Task description —
Show, from the records below, all lines that contain the word "host".

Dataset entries
- - - - -

impl LocalClient {
    /// Create a local backend for the instance serving `host`.
    ///
    /// `instance_dir` is the per-instance application directory the host
    /// runs from (`…/instances/<host>/app`).
    pub fn new(
        credential: Credential,
        host: impl Into<String>,
        instance_dir: impl Into<PathBuf>,
        gateway: Arc<dyn DirectoryGateway>,
    ) -> Self {
        Self {
            credential,
            host: host.into(),
            instance_dir: instance_dir.into(),
            gateway,
        }
    }

    /// The master bootstrap path derived from the instance path template.
    fn bootstrap_path(&self) -> Option<PathBuf> {
        let raw = self.instance_dir.to_str()?;
        let instance_segment =
            format!("{INSTANCES_SEGMENT}{MAIN_SEPARATOR}{}{MAIN_SEPARATOR}{APP_SEGMENT}", self.host);
        if !raw.contains(&instance_segment) {
            return None;
        }
        let bootstrap_segment =
            format!("{PLATFORM_ROOT_DIR}{MAIN_SEPARATOR}{BOOTSTRAP_SEGMENT}{MAIN_SEPARATOR}{BOOTSTRAP_FILE}");
        Some(PathBuf::from(raw.replace(&instance_segment, &bootstrap_segment)))
    }

    /// Fail with a configuration error unless the deployment's bootstrap
    /// artifact is where the instance path says it must be.
    fn verify_instance(&self) -> Result<(), SdkError> {
        match self.bootstrap_path() {
            Some(path) if path.is_file() => Ok(()),
            _ => Err(SdkError::configuration("invalid instance path")),
        }
    }

    async fn fetch_first(&self, operation: &'static str, query: Query) -> Result<Option<Row>, SdkError> {
        self.verify_instance()?;
        self.gateway
            .fetch_first(&query)
            .await
            .map_err(|e| log_and_convert(operation, e))
    }

    async fn fetch_all(&self, operation: &'static str, query: Query) -> Result<Vec<Row>, SdkError> {
        self.verify_instance()?;
        self.gateway
            .fetch_all(&query)
            .await
            .map_err(|e| log_and_convert(operation, e))
    }
}

fn log_and_convert(operation: &str, e: GatewayError) -> SdkError {
    tracing::error!(operation, error = ?e, "directory gateway call failed");
    SdkError::Gateway(e.to_string())
}

fn row_to_object(row: Option<Row>) -> ResourceObject {
    row.map(ResourceObject::from_pairs).unwrap_or_default()
}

- - - - -

Answer box —
    /// Create a local backend for the instance serving `host`.
    /// `instance_dir` is the per-instance application directory the host
    /// runs from (`…/instances/<host>/app`).
        host: impl Into<String>,
            host: host.into(),
            format!("{INSTANCES_SEGMENT}{MAIN_SEPARATOR}{}{MAIN_SEPARATOR}{APP_SEGMENT}", self.host);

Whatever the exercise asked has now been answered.